Combine all ingredients. Bonus points if you make it an hour ahead of time so the basil can infuse the rest of the sauce.

*They got a "most creative" prize at a recent potluck.

Thursday, October 1, 2009

Creamy polenta

I just learned by reading mollyjade's blog that October is the Vegan Month of Food, and there are a bunch of bloggers writing about their favorite vegan recipes all month. I didn't get the memo in time, so today's recipe is made with cream, but this month I will try to highlight some of my favorite vegan recipes. For those of you who care, I have added a vegan tag, so you can search just for those if you want. (I have delusions that there are hordes of you out there searching my blog for inspiration.)

Today, however, we are swimming in cream. I ended up taking home some leftover roasted eggplant, squash, onions, tomatoes, peppers, and garlic from a church dinner on Sunday. They were tasty, but a big pile of roasted vegetables isn't quite a meal for me. I wanted a grain to go with it. I considered rice, bulgur, bread, pasta, and quinoa, but none of them sounded right. Finally I hit on polenta, and it sounded perfect. It worked like a charm. This would also be good with sauteed greens or a chunky tomato sauce.

Creamy polenta (recipe from the back of a parmesan cheese container I bought in 2003)

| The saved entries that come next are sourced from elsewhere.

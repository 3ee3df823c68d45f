#![forbid(unsafe_code)]
#![warn(clippy::all)]
#![warn(clippy::pedantic)]
#![warn(clippy::nursery)]
#![warn(clippy::unwrap_used)]
#![warn(clippy::todo)]
#![warn(clippy::panic)]
#![warn(clippy::dbg_macro)]
#![warn(clippy::print_stdout)]
#![warn(clippy::print_stderr)]
#![warn(clippy::clone_on_ref_ptr)]
#![warn(unreachable_pub)]
#![warn(missing_debug_implementations)]
#![warn(unused_qualifications)]
#![deny(unused_must_use)]

pub mod api;
pub mod config;
pub mod domain;
pub mod error;
pub mod services;
pub mod storage;
pub mod telemetry;
pub mod workers;

use tokio::sync::watch;

/// Runs pending database migrations.
///
/// # Errors
/// Returns an error if a migration fails to apply.
pub async fn run_migrations(pool: &storage::DbPool) -> anyhow::Result<()> {
    sqlx::migrate!().run(pool).await?;
    Ok(())
}

/// Flips the shutdown channel on SIGINT or SIGTERM.
pub fn spawn_signal_handler(shutdown_tx: watch::Sender<bool>) {
    tokio::spawn(async move {
        let ctrl_c = async {
            if let Err(e) = tokio::signal::ctrl_c().await {
                tracing::error!(error = %e, "Failed to install SIGINT handler");
            }
        };

        #[cfg(unix)]
        let terminate = async {
            match tokio::signal::unix::signal(tokio::signal::unix::SignalKind::terminate()) {
                Ok(mut signal) => {
                    signal.recv().await;
                }
                Err(e) => tracing::error!(error = %e, "Failed to install SIGTERM handler"),
            }
        };

        #[cfg(not(unix))]
        let terminate = std::future::pending::<()>();

        tokio::select! {
            () = ctrl_c => tracing::info!("Received SIGINT, shutting down..."),
            () = terminate => tracing::info!("Received SIGTERM, shutting down..."),
        }

        let _ = shutdown_tx.send(true);
    });
}

/// Routes panics through tracing so they reach the configured log sink.
pub fn setup_panic_hook() {
    std::panic::set_hook(Box::new(|info| {
        tracing::error!(panic = %info, "Panic occurred");
    }));
}
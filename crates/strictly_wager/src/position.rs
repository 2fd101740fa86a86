//! Board squares addressed by name or by wire index.

use serde::{Deserialize, Serialize};
use tracing::instrument;

/// A square on the board (wire index 0-8, row-major).
#[derive(Debug, Clone, Copy, PartialEq, Eq, Hash, Serialize, Deserialize, strum::EnumIter)]
pub enum Position {
    /// Top-left (square 0)
    TopLeft,
    /// Top-center (square 1)
    TopCenter,
    /// Top-right (square 2)
    TopRight,
    /// Middle-left (square 3)
    MiddleLeft,
    /// Center (square 4)
    Center,
    /// Middle-right (square 5)
    MiddleRight,
    /// Bottom-left (square 6)
    BottomLeft,
    /// Bottom-center (square 7)
    BottomCenter,
    /// Bottom-right (square 8)
    BottomRight,
}

impl Position {
    /// All 9 positions in wire order.
    pub const ALL: [Position; 9] = [
        Position::TopLeft,
        Position::TopCenter,
        Position::TopRight,
        Position::MiddleLeft,
        Position::Center,
        Position::MiddleRight,
        Position::BottomLeft,
        Position::BottomCenter,
        Position::BottomRight,
    ];

    /// Get label for this position (for display).
    pub fn label(&self) -> &'static str {
        match self {
            Position::TopLeft => "Top-left",
            Position::TopCenter => "Top-center",
            Position::TopRight => "Top-right",
            Position::MiddleLeft => "Middle-left",
            Position::Center => "Center",
            Position::MiddleRight => "Middle-right",
            Position::BottomLeft => "Bottom-left",
            Position::BottomCenter => "Bottom-center",
            Position::BottomRight => "Bottom-right",
        }
    }

    /// Converts position to board index (0-8).
    pub fn to_index(self) -> usize {
        match self {
            Position::TopLeft => 0,
            Position::TopCenter => 1,
            Position::TopRight => 2,
            Position::MiddleLeft => 3,
            Position::Center => 4,
            Position::MiddleRight => 5,
            Position::BottomLeft => 6,
            Position::BottomCenter => 7,
            Position::BottomRight => 8,
        }
    }

    /// Creates a position from a wire square number; `None` when out of bounds.
    #[instrument]
    pub fn from_square(square: u8) -> Option<Self> {
        Self::ALL.get(usize::from(square)).copied()
    }
}

impl std::fmt::Display for Position {
    fn fmt(&self, f: &mut std::fmt::Formatter<'_>) -> std::fmt::Result {
        write!(f, "{} ({})", self.label(), self.to_index())
    }
}
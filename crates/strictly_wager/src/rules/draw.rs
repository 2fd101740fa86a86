//! Draw detection.

use super::win::check_winner;
use crate::board::Board;
use tracing::instrument;

/// Checks if the board is full (all squares occupied).
#[instrument(skip(board))]
pub fn is_full(board: &Board) -> bool {
    board.squares().iter().all(Option::is_some)
}

/// A full board with no winning line.
#[instrument(skip(board))]
pub fn is_draw(board: &Board) -> bool {
    is_full(board) && check_winner(board).is_none()
}
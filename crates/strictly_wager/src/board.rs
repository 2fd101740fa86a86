//! The 3x3 board and the marks written onto it.

use crate::position::Position;
use crate::types::{PlayerNumber, Principal};
use derive_getters::Getters;
use serde::{Deserialize, Serialize};

/// A mark left on a square by an accepted turn.
#[derive(Debug, Clone, PartialEq, Eq, Serialize, Deserialize, Getters, derive_new::new)]
pub struct Cell {
    /// Turn counter value at the moment the mark was placed.
    turn: u32,
    /// Seat of the player who placed the mark.
    player_number: PlayerNumber,
    /// Principal who placed the mark.
    player: Principal,
}

/// 3x3 board of optional marks.
#[derive(Debug, Clone, Default, PartialEq, Eq, Serialize, Deserialize)]
pub struct Board {
    /// Squares in row-major order (0-8).
    squares: [Option<Cell>; 9],
}

impl Board {
    /// Creates a new empty board.
    pub fn new() -> Self {
        Self::default()
    }

    /// Gets the mark at the given position.
    pub fn get(&self, pos: Position) -> Option<&Cell> {
        self.squares[pos.to_index()].as_ref()
    }

    /// Writes a mark, replacing whatever was there.
    pub fn set(&mut self, pos: Position, cell: Cell) {
        self.squares[pos.to_index()] = Some(cell);
    }

    /// Removes the mark at the position, returning it.
    pub fn clear(&mut self, pos: Position) -> Option<Cell> {
        self.squares[pos.to_index()].take()
    }

    /// Checks if a square is empty.
    pub fn is_empty(&self, pos: Position) -> bool {
        self.get(pos).is_none()
    }

    /// Seat that owns the square, if any.
    pub fn owner(&self, pos: Position) -> Option<PlayerNumber> {
        self.get(pos).map(|cell| cell.player_number)
    }

    /// Returns all squares.
    pub fn squares(&self) -> &[Option<Cell>; 9] {
        &self.squares
    }

    /// Number of occupied squares.
    pub fn occupied(&self) -> usize {
        self.squares.iter().filter(|s| s.is_some()).count()
    }
}
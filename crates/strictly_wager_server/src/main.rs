//! Strictly Wager - command-line launcher
//!
//! Serves the match engine over HTTP or validates an engine config.

#![warn(missing_docs)]

mod cli;

use anyhow::Result;
use clap::Parser;
use cli::{Cli, Command};
use std::path::PathBuf;
use strictly_wager::{Amount, EngineConfig, MatchEngine};
use strictly_wager_server::{AppState, router};
use tokio::net::TcpListener;
use tracing::{info, instrument};
use tracing_subscriber::EnvFilter;

#[tokio::main]
async fn main() -> Result<()> {
    // Load .env file
    dotenvy::dotenv().ok();

    let cli = Cli::parse();

    match cli.command {
        Command::Serve {
            port,
            host,
            config,
            faucet_amount,
        } => run_http_server(host, port, config, faucet_amount).await,
        Command::CheckConfig { config } => check_config(config),
    }
}

/// Loads the engine config, falling back to built-in defaults.
#[instrument]
fn load_config(path: Option<&PathBuf>) -> Result<EngineConfig> {
    match path {
        Some(path) => {
            info!(path = %path.display(), "Loading engine config");
            Ok(EngineConfig::from_file(path)?)
        }
        None => {
            info!("No config given, using defaults");
            Ok(EngineConfig::default())
        }
    }
}

/// Run the HTTP match server
async fn run_http_server(
    host: String,
    port: u16,
    config: Option<PathBuf>,
    faucet_amount: Amount,
) -> Result<()> {
    tracing_subscriber::fmt()
        .with_env_filter(
            EnvFilter::try_from_default_env()
                .unwrap_or_else(|_| EnvFilter::new("info,strictly_wager=debug")),
        )
        .init();

    let config = load_config(config.as_ref())?;
    info!(
        admin = %config.admin().principal(),
        currency = %config.preferred_currency(),
        "Starting Strictly Wager server"
    );

    let state = AppState::new(MatchEngine::in_memory(config)?, faucet_amount);
    let app = router(state);

    let addr = format!("{}:{}", host, port);
    let listener = TcpListener::bind(&addr).await?;
    info!(%addr, "Server ready");

    axum::serve(listener, app).await?;

    Ok(())
}

/// Validate a config file and print the effective settings
fn check_config(path: PathBuf) -> Result<()> {
    tracing_subscriber::fmt()
        .with_env_filter(EnvFilter::from_default_env())
        .init();

    let config = load_config(Some(&path))?;
    println!("{}", serde_json::to_string_pretty(&config)?);
    Ok(())
}
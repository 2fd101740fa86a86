//! Strictly Wager Server - REST surface for the match engine
//!
//! Every route locks one shared [`MatchEngine`](strictly_wager::MatchEngine)
//! for the duration of the call, so engine actions stay serialized. The
//! caller's identity is read from the `x-principal` header.

#![warn(missing_docs)]
#![forbid(unsafe_code)]

// Private module declarations
mod api;
mod error;
mod state;

// Crate-level exports - Routing
pub use api::{PRINCIPAL_HEADER, router};

// Crate-level exports - Shared state and errors
pub use error::{ApiError, ErrorBody};
pub use state::AppState;
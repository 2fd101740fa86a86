//! Tests for claims, fee splits and conservation of the pool.

mod common;

use common::*;
use strictly_wager::{
    Amount, AwardError, AwardRegistry, BuyIn, Creator, Currency, EngineConfig, EngineError,
    FeeSchedule, InMemoryAwards, InMemoryLedger, MatchEngine, MatchId, Outcome, Principal,
    TokenError, TokenLedger, Transfer, Treasury,
};

#[test]
fn test_wrong_buy_in_changes_nothing() {
    let mut engine = funded_engine(EngineConfig::default());
    let custody = engine.config().custody().clone();
    assert_eq!(
        engine.buy_in(&p1(), 500_000, Currency::Native),
        Err(EngineError::IncorrectBuyIn {
            expected: STAKE,
            actual: 500_000
        })
    );
    assert_eq!(balance(&engine, Currency::Native, &custody), 0);
    assert_eq!(engine.match_balance().unwrap(), 0);
    assert_eq!(engine.player_count(), 0);
}

#[test]
fn test_winner_claim_splits_pool_exactly() {
    let (mut engine, id) = started();
    let custody = engine.config().custody().clone();
    assert_eq!(engine.match_balance().unwrap(), STAKE);
    play(&mut engine, &DIAGONAL_WIN);

    assert!(engine.claim(&p1(), id).unwrap());
    assert_eq!(balance(&engine, Currency::Native, &p1()), FUNDS - STAKE + STAKE);
    assert_eq!(balance(&engine, Currency::Native, &creator()), STAKE);
    assert_eq!(balance(&engine, Currency::Native, &custody), 0);

    let record = engine.match_record(id).unwrap();
    assert!(*record.fees_paid());
    assert_eq!(record.nft_owner().as_ref(), Some(&p1()));
}

#[test]
fn test_claim_is_once_and_winner_only() {
    let (mut engine, id) = started();
    assert_eq!(engine.claim(&p1(), id), Err(EngineError::Unauthorized));
    play(&mut engine, &DIAGONAL_WIN);

    assert_eq!(engine.claim(&p2(), id), Err(EngineError::Unauthorized));
    assert_eq!(engine.claim(&p1(), 999), Err(EngineError::MatchNotFound(999)));
    assert_eq!(engine.claim_draw(&p1(), id), Err(EngineError::Unauthorized));
    engine.claim(&p1(), id).unwrap();
    assert_eq!(engine.claim(&p1(), id), Err(EngineError::Unauthorized));
    assert_eq!(balance(&engine, Currency::Native, &p1()), FUNDS);
}

#[test]
fn test_draw_claims_once_per_player() {
    let (mut engine, id) = started();
    let custody = engine.config().custody().clone();
    play(&mut engine, &DRAW);

    assert_eq!(engine.claim_draw(&p3(), id), Err(EngineError::Unauthorized));
    assert_eq!(engine.claim(&p1(), id), Err(EngineError::Unauthorized));
    assert!(engine.claim_draw(&p2(), id).unwrap());
    assert!(engine.claim_draw(&p1(), id).unwrap());
    assert_eq!(engine.claim_draw(&p1(), id), Err(EngineError::Unauthorized));
    assert_eq!(engine.claim_draw(&p2(), id), Err(EngineError::Unauthorized));

    assert_eq!(balance(&engine, Currency::Native, &p1()), FUNDS - STAKE / 2);
    assert_eq!(balance(&engine, Currency::Native, &p2()), FUNDS - STAKE / 2);
    assert_eq!(balance(&engine, Currency::Native, &creator()), STAKE);
    assert_eq!(balance(&engine, Currency::Native, &custody), 0);
}

#[test]
fn test_odd_pool_conserves_every_unit() {
    let fees = FeeSchedule::new(
        33,
        vec![
            Creator::new("Studio".to_string(), Principal::new("studio"), 60),
            Creator::new("Artist".to_string(), Principal::new("artist"), 40),
        ],
    );
    let config = EngineConfig::default()
        .with_fees(fees)
        .with_buy_in(BuyIn::new(1_000_001, 150_000));
    let mut engine = funded_engine(config);
    let custody = engine.config().custody().clone();
    engine.buy_in(&p1(), 1_000_001, Currency::Native).unwrap();
    engine.buy_in(&p2(), 1_000_001, Currency::Native).unwrap();
    let id = engine.start_match(&p1()).unwrap();
    play(&mut engine, &DIAGONAL_WIN);
    engine.claim(&p1(), id).unwrap();

    // 2_000_002 pool: 660_000 withheld, 1_340_002 prize.
    assert_eq!(balance(&engine, Currency::Native, &p1()), FUNDS - 1_000_001 + 1_340_002);
    assert_eq!(balance(&engine, Currency::Native, &p("artist")), 264_000);
    assert_eq!(balance(&engine, Currency::Native, &p("studio")), 396_000);
    assert_eq!(balance(&engine, Currency::Native, &custody), 0);
}

fn split_three_ways(shares: [u8; 3]) -> EngineConfig {
    let creators = ["alpha", "beta", "gamma"]
        .into_iter()
        .zip(shares)
        .map(|(name, share)| Creator::new(name.to_string(), Principal::new(name), share))
        .collect();
    EngineConfig::default().with_fees(FeeSchedule::new(50, creators))
}

#[test]
fn test_engine_rejects_overcommitted_creator_shares() {
    let config = split_three_ways([10, 60, 60]);
    assert!(config.validate().is_err());
    assert!(MatchEngine::in_memory(config).is_err());
}

#[test]
fn test_claim_never_touches_next_lobby_stake() {
    let mut engine = funded_engine(split_three_ways([10, 45, 45]));
    let custody = engine.config().custody().clone();
    setup_game(&mut engine);
    let id = engine.start_match(&p1()).unwrap();
    play(&mut engine, &DIAGONAL_WIN);

    engine.buy_in(&p3(), STAKE, Currency::Native).unwrap();
    assert_eq!(balance(&engine, Currency::Native, &custody), 3 * STAKE);

    engine.claim(&p1(), id).unwrap();
    let creators_paid: Amount = ["alpha", "beta", "gamma"]
        .iter()
        .map(|name| balance(&engine, Currency::Native, &p(name)))
        .sum();
    assert_eq!(creators_paid, STAKE);
    assert_eq!(balance(&engine, Currency::Native, &p1()), FUNDS);
    assert_eq!(balance(&engine, Currency::Native, &custody), STAKE);
}

#[test]
fn test_odd_draw_remainder_goes_to_creators() {
    let config = EngineConfig::default().with_buy_in(BuyIn::new(1_000_001, 150_000));
    let mut engine = funded_engine(config);
    let custody = engine.config().custody().clone();
    engine.buy_in(&p1(), 1_000_001, Currency::Native).unwrap();
    engine.buy_in(&p2(), 1_000_001, Currency::Native).unwrap();
    let id = engine.start_match(&p1()).unwrap();
    play(&mut engine, &DRAW);

    engine.claim_draw(&p1(), id).unwrap();
    engine.claim_draw(&p2(), id).unwrap();
    let paid_out: Amount = [p1(), p2()]
        .iter()
        .map(|who| balance(&engine, Currency::Native, who) - (FUNDS - 1_000_001))
        .sum();
    assert_eq!(paid_out, 1_000_000);
    assert_eq!(balance(&engine, Currency::Native, &creator()), 1_000_002);
    assert_eq!(balance(&engine, Currency::Native, &custody), 0);
}

#[test]
fn test_bomb_fees_join_the_prize() {
    let (mut engine, id) = started();
    let custody = engine.config().custody().clone();
    play(&mut engine, &[3, 5]);
    engine.use_bomb(&p1(), 5).unwrap();
    play(&mut engine, &DIAGONAL_WIN);
    engine.claim(&p1(), id).unwrap();

    // 2.5M pool splits evenly under the default 50% cut.
    assert_eq!(
        balance(&engine, Currency::Native, &p1()),
        FUNDS - STAKE - STAKE / 2 + 1_250_000
    );
    assert_eq!(balance(&engine, Currency::Native, &creator()), 1_250_000);
    assert_eq!(balance(&engine, Currency::Native, &custody), 0);
}

// ─────────────────────────────────────────────────────────────
//  Capability failures
// ─────────────────────────────────────────────────────────────

/// Ledger that refuses outgoing transfers from one account on demand.
#[derive(Debug)]
struct FreezableLedger {
    inner: InMemoryLedger,
    frozen: Option<Principal>,
}

impl TokenLedger for FreezableLedger {
    fn symbol(&self) -> &str {
        self.inner.symbol()
    }

    fn balance_of(&self, owner: &Principal) -> Amount {
        self.inner.balance_of(owner)
    }

    fn transfer(&mut self, from: &Principal, legs: &[Transfer]) -> Result<(), TokenError> {
        if self.frozen.as_ref() == Some(from) {
            return Err(TokenError::Rejected {
                reason: "account frozen".to_string(),
            });
        }
        self.inner.transfer(from, legs)
    }
}

/// Registry whose mint always fails.
#[derive(Debug, Default)]
struct BrokenAwards;

impl AwardRegistry for BrokenAwards {
    fn mint(&mut self, match_id: MatchId, _owner: &Principal) -> Result<(), AwardError> {
        Err(AwardError::AlreadyMinted { match_id })
    }

    fn burn(&mut self, match_id: MatchId, _holder: &Principal) -> Result<(), AwardError> {
        Err(AwardError::NotMinted { match_id })
    }

    fn owner_of(&self, _match_id: MatchId) -> Option<Principal> {
        None
    }
}

fn freezable_engine() -> MatchEngine<FreezableLedger, InMemoryAwards> {
    let ledger = |symbol: &str| {
        let mut inner = InMemoryLedger::new(symbol);
        for wallet in [p1(), p2()] {
            inner.mint(&wallet, FUNDS).unwrap();
        }
        FreezableLedger {
            inner,
            frozen: None,
        }
    };
    MatchEngine::new(
        EngineConfig::default(),
        Treasury::new(ledger("STX"), ledger("sBTC")),
        InMemoryAwards::new(),
    )
    .unwrap()
}

#[test]
fn test_failed_payout_leaves_claim_open() {
    let mut engine = freezable_engine();
    let custody = engine.config().custody().clone();
    setup_game(&mut engine);
    let id = engine.start_match(&p1()).unwrap();
    play(&mut engine, &DIAGONAL_WIN);

    engine.treasury_mut().ledger_mut(Currency::Native).frozen = Some(custody.clone());
    assert!(matches!(
        engine.claim(&p1(), id),
        Err(EngineError::Token(TokenError::Rejected { .. }))
    ));
    let record = engine.match_record(id).unwrap();
    assert!(!record.has_claimed(strictly_wager::PlayerNumber::One));
    assert!(!*record.fees_paid());
    assert_eq!(balance(&engine, Currency::Native, &custody), 2 * STAKE);

    engine.treasury_mut().ledger_mut(Currency::Native).frozen = None;
    assert!(engine.claim(&p1(), id).unwrap());
    assert_eq!(balance(&engine, Currency::Native, &custody), 0);
}

#[test]
fn test_failed_buy_in_transfer_keeps_seat_free() {
    let mut engine = freezable_engine();
    engine.treasury_mut().ledger_mut(Currency::Native).frozen = Some(p1());
    assert!(engine.buy_in(&p1(), STAKE, Currency::Native).is_err());
    assert_eq!(engine.player_count(), 0);
    assert_eq!(balance(&engine, Currency::Native, &p1()), FUNDS);
}

#[test]
fn test_failed_award_mint_aborts_winning_turn() {
    let mut engine = MatchEngine::new(
        EngineConfig::default(),
        Treasury::in_memory(),
        BrokenAwards,
    )
    .unwrap();
    for wallet in [p1(), p2()] {
        engine
            .treasury_mut()
            .ledger_mut(Currency::Native)
            .mint(&wallet, FUNDS)
            .unwrap();
    }
    setup_game(&mut engine);
    let id = engine.start_match(&p1()).unwrap();
    play(&mut engine, &DIAGONAL_WIN[..4]);

    assert!(matches!(
        engine.process_turn(&p1(), 4, 1, 8),
        Err(EngineError::Award(_))
    ));
    let record = engine.match_record(id).unwrap();
    assert_eq!(*record.outcome(), Outcome::Pending);
    assert_eq!(*record.turn(), 4);
    assert_eq!(engine.player_count(), 2);
}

2 cups broth (I used 1 1/2 tsp Better than Bouillion dissolved in 2 cups water)
1 1/3 cups water
1 cup cornmeal (doesn't have to be labeled "polenta")
1/2 cup cream or milk
1/4 cup grated parmesan, romano, or asiago cheese

Bring the broth and water to a boil over high heat. Add the cornmeal slowly while whisking to prevent lumps. Mine always has lumps anyway, but they're small and few in number. Lower the heat to medium-low and cook, stirring constantly, for about 15-20 minutes. The recipes always say "until mixture is pulling away from the sides of the pan", but I'm not patient enough, and it's usually thick enough for me after 15 minutes. Remove from heat and stir in the cream or milk and cheese.